● Exercise objective: Wherever the string "RowValues" appears in the entries below, return the line that holds it.

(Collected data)
========================================

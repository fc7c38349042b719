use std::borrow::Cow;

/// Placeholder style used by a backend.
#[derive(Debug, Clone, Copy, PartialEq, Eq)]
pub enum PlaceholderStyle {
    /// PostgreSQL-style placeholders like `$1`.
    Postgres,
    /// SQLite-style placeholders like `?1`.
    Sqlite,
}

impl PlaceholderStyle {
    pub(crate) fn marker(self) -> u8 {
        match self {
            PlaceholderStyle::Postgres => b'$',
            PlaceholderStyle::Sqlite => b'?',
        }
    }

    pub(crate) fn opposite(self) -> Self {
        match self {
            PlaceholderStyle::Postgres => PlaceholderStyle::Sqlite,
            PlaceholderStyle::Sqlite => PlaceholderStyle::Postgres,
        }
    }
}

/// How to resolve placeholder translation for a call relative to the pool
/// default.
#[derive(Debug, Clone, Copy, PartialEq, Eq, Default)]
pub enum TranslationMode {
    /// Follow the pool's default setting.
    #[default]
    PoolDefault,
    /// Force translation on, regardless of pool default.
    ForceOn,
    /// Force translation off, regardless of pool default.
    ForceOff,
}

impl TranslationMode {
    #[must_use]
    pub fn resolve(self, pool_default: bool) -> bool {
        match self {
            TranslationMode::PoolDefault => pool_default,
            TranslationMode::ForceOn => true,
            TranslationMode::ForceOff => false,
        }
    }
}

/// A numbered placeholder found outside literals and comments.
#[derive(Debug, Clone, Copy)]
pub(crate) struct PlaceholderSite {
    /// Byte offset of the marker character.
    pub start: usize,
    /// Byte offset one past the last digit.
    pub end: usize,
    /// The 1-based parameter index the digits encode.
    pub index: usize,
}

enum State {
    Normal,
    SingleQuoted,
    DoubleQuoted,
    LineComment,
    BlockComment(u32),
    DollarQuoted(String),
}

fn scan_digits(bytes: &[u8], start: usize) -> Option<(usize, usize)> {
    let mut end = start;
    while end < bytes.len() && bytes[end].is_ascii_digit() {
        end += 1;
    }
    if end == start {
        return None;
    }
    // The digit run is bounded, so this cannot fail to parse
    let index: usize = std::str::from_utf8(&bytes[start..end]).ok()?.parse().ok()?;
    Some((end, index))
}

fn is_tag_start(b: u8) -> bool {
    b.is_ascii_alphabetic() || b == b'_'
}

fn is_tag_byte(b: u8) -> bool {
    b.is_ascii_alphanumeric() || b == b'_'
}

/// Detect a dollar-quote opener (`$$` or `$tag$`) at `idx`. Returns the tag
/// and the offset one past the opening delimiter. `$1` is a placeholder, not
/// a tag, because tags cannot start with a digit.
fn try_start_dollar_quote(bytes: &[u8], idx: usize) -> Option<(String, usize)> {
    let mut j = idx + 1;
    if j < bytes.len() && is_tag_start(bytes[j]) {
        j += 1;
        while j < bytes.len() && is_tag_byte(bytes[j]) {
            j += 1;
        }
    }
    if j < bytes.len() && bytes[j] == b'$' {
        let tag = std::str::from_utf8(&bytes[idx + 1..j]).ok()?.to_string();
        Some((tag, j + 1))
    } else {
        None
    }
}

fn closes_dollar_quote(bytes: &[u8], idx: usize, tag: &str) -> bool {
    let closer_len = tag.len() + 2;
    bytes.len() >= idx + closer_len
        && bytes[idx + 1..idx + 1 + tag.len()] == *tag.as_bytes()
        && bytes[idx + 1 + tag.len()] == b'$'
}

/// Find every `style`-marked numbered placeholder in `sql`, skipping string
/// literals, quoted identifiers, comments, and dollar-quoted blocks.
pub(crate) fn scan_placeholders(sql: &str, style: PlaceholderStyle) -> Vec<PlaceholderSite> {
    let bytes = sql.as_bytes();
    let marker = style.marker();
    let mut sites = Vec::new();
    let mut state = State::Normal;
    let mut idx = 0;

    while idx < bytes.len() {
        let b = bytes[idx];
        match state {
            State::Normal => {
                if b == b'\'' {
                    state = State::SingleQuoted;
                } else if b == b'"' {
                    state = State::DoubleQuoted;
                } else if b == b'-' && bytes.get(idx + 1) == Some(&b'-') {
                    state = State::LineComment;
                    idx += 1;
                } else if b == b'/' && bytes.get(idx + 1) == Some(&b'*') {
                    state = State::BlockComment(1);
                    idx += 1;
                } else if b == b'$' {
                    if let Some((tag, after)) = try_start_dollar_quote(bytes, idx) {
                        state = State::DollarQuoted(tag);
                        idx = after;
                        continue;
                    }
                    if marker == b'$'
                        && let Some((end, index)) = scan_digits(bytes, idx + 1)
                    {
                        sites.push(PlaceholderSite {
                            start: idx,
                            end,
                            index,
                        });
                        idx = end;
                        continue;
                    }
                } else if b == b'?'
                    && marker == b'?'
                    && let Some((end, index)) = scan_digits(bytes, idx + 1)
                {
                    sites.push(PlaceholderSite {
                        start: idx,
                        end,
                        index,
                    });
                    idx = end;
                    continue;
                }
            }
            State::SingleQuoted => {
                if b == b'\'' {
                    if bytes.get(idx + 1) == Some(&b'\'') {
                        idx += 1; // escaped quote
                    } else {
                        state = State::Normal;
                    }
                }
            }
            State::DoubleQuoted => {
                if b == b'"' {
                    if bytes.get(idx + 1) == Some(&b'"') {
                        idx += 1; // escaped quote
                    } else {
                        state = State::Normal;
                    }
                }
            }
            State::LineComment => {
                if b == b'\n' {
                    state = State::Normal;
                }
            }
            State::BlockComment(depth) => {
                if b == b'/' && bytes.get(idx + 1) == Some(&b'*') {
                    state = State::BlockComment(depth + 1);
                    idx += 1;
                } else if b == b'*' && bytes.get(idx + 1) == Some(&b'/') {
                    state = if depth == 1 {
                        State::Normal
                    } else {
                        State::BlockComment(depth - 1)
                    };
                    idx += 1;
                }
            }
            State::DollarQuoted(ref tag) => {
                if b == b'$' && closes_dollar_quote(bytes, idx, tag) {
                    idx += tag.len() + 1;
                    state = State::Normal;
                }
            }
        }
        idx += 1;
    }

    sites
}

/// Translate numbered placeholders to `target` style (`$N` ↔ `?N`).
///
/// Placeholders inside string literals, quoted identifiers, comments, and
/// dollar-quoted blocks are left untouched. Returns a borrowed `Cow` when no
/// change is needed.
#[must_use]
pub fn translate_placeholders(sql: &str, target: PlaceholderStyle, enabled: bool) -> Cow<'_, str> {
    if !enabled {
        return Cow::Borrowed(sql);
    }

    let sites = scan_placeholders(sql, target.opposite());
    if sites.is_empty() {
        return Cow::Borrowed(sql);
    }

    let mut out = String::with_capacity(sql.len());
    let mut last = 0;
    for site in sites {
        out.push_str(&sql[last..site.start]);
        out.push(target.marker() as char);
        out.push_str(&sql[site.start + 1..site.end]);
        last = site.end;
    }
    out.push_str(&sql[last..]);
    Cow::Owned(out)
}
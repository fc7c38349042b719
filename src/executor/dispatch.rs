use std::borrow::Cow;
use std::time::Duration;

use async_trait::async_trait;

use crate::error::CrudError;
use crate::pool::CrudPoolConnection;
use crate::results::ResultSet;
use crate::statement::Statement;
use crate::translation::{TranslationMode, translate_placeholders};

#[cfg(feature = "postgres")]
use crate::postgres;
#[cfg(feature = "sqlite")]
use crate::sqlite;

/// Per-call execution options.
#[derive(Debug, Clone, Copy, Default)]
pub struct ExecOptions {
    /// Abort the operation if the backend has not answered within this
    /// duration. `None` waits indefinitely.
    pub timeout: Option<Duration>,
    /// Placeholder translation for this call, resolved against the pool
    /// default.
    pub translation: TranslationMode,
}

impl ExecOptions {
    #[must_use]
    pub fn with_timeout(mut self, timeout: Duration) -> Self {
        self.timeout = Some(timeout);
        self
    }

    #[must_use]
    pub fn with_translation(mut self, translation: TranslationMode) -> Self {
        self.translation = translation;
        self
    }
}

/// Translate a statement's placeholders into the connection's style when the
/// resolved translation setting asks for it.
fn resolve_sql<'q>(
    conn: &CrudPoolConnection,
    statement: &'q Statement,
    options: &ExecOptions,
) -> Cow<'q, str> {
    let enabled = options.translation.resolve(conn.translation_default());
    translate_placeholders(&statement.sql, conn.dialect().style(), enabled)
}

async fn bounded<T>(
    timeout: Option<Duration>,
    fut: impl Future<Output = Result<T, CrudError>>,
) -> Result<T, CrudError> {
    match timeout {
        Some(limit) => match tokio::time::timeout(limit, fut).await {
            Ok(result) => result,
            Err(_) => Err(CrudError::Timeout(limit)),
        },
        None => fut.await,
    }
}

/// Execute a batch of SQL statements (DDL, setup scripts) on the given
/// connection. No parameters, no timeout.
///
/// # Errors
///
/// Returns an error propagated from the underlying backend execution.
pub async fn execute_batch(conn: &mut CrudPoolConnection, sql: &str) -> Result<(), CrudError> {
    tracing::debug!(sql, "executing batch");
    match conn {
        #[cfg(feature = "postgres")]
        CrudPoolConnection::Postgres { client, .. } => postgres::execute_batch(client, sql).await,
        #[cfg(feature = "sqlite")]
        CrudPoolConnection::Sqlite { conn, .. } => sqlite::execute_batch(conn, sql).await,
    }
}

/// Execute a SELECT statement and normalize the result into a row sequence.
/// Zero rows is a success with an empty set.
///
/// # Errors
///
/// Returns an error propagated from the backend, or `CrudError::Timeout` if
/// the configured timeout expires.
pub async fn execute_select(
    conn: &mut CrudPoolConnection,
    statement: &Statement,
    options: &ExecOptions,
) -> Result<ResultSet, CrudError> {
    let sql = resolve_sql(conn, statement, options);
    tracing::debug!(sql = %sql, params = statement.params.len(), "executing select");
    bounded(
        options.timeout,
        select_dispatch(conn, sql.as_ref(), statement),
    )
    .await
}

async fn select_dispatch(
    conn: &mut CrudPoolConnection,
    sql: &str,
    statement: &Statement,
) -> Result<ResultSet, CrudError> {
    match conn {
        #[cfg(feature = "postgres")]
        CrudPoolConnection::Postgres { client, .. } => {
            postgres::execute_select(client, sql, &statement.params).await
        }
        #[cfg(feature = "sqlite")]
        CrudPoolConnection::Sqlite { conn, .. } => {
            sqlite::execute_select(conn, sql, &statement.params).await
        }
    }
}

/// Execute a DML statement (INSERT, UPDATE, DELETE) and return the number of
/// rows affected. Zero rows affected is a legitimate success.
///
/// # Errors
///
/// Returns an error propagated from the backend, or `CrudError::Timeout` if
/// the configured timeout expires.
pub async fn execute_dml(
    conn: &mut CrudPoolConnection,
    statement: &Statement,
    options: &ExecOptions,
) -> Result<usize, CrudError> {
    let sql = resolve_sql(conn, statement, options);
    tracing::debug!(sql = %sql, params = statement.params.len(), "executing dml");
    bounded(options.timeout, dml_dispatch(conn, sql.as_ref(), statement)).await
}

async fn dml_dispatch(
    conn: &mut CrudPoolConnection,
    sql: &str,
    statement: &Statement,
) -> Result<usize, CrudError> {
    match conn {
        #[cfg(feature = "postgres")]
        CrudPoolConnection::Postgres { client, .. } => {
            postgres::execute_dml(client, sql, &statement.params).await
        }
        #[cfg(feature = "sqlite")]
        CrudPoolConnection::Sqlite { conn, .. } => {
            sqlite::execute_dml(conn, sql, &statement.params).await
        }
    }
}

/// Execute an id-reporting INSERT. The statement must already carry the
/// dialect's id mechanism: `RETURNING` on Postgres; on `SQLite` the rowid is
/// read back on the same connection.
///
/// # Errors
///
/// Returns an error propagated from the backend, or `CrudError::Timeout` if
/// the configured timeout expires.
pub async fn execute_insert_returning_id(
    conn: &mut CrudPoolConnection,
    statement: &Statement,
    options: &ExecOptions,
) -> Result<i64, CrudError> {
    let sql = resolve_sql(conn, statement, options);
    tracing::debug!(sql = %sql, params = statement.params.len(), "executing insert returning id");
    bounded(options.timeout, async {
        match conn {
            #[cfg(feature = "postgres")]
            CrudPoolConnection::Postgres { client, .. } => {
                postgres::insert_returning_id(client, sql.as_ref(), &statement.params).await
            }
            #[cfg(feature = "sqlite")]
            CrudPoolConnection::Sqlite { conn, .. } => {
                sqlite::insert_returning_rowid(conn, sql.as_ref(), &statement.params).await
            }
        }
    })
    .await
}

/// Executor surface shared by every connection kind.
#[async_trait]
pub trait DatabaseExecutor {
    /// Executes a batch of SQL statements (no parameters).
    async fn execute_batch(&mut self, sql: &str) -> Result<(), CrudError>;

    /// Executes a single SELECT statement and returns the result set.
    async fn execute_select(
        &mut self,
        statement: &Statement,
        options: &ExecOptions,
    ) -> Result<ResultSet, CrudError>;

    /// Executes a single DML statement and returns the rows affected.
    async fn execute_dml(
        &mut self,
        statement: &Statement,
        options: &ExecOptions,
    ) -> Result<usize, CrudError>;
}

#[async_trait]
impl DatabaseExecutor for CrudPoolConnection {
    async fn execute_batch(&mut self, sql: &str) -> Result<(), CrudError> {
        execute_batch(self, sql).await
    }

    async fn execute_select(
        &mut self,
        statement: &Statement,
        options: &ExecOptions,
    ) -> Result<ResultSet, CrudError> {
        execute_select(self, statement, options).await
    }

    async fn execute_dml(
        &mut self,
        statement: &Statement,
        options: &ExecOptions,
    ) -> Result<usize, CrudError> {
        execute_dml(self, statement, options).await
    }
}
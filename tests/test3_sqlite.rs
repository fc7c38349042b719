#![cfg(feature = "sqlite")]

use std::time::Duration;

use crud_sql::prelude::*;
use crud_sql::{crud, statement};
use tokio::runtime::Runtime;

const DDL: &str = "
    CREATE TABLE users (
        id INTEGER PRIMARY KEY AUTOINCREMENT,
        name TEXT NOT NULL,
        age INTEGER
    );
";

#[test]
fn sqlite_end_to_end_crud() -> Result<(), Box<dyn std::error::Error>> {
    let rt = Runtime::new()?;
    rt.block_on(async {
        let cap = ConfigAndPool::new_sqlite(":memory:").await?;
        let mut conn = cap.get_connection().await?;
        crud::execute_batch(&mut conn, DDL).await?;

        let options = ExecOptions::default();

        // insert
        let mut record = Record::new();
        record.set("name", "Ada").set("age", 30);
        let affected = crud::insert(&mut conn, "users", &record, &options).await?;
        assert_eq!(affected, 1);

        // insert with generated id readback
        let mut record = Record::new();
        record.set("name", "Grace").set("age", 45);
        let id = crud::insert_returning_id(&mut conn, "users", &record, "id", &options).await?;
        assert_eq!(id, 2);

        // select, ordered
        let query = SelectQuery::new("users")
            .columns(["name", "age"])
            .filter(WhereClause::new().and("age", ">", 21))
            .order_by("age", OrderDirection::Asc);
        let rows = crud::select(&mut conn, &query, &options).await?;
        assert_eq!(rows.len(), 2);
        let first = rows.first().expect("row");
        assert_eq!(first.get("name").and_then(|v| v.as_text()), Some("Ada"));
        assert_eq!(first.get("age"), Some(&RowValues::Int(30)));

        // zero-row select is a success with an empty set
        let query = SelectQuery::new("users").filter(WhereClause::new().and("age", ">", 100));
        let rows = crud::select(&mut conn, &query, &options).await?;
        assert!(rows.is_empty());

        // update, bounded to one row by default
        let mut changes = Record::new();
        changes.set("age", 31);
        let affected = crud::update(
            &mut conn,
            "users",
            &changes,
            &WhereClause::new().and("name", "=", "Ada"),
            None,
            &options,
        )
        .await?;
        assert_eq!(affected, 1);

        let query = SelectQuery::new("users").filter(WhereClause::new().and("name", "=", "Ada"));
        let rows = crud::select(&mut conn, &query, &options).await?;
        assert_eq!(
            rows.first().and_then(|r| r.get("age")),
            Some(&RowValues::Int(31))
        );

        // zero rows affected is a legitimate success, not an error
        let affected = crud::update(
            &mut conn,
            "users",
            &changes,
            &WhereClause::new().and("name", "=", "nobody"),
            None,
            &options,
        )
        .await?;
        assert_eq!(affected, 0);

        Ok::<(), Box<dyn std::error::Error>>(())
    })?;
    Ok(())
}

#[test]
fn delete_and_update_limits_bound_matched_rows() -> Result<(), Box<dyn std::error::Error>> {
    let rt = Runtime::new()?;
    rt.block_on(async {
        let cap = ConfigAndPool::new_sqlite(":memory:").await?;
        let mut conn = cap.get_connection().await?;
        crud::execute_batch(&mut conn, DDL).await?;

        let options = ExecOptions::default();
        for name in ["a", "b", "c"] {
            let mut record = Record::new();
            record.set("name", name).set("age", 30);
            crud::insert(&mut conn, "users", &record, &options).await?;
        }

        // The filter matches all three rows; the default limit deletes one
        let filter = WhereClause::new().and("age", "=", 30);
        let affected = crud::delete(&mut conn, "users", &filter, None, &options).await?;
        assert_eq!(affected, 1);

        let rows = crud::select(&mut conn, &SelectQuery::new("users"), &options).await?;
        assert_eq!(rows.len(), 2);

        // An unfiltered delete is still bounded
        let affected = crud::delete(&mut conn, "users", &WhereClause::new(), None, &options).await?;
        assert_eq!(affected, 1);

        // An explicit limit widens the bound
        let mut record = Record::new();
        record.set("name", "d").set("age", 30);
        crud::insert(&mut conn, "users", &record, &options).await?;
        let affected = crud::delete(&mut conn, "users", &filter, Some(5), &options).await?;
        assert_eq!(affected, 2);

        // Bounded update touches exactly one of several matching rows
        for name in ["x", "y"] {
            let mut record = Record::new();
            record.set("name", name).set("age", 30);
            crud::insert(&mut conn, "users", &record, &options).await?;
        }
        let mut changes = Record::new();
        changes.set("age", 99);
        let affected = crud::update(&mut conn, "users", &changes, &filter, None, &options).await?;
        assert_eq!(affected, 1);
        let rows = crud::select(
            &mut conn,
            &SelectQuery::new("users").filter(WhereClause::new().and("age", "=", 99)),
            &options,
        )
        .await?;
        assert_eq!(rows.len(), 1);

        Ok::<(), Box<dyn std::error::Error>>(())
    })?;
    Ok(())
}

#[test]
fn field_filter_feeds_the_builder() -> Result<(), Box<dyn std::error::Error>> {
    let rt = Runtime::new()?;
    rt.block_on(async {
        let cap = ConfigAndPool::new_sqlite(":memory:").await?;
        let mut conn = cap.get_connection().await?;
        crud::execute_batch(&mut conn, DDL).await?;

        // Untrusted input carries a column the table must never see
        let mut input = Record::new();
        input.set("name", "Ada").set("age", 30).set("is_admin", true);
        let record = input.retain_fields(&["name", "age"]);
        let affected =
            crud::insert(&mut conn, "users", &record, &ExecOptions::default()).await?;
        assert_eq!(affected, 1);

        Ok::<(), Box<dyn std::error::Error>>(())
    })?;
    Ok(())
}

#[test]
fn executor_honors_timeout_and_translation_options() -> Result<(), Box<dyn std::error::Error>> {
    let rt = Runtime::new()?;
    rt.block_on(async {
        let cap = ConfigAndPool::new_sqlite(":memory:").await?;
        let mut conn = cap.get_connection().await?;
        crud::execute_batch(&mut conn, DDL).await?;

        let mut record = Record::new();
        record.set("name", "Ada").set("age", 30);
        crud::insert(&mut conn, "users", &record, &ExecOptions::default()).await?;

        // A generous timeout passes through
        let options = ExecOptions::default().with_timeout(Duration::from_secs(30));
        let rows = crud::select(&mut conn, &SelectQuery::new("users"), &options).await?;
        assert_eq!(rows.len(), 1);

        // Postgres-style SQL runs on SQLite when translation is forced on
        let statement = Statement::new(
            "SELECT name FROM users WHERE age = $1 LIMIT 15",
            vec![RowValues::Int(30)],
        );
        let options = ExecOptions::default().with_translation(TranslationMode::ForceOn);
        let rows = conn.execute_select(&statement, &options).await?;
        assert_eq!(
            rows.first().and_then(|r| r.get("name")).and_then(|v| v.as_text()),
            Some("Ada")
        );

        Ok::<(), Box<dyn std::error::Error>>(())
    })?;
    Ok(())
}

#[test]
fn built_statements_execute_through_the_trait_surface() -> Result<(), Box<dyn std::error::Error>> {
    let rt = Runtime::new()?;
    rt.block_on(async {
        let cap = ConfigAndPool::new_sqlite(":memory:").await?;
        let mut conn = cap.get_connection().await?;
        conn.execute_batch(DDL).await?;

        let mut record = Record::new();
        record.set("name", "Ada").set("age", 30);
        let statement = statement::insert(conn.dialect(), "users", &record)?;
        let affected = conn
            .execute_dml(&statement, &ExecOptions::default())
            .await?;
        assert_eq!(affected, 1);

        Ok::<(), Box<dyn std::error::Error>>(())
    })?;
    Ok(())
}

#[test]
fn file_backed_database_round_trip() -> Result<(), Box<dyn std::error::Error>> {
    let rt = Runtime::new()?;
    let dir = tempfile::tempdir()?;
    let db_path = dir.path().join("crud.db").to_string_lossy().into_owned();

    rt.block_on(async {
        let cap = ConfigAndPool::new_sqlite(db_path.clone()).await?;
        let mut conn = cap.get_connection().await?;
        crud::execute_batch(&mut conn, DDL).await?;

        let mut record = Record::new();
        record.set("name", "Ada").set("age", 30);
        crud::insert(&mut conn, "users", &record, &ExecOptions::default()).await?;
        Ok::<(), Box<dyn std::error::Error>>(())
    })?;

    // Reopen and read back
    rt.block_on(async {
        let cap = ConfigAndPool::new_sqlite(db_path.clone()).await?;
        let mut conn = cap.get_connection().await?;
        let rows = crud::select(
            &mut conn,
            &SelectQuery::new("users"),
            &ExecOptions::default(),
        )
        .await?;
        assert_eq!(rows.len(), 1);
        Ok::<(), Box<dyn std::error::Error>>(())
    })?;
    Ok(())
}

========================================

● Output for this exercise:
        assert_eq!(first.get("age"), Some(&RowValues::Int(30)));
            Some(&RowValues::Int(31))
            vec![RowValues::Int(30)],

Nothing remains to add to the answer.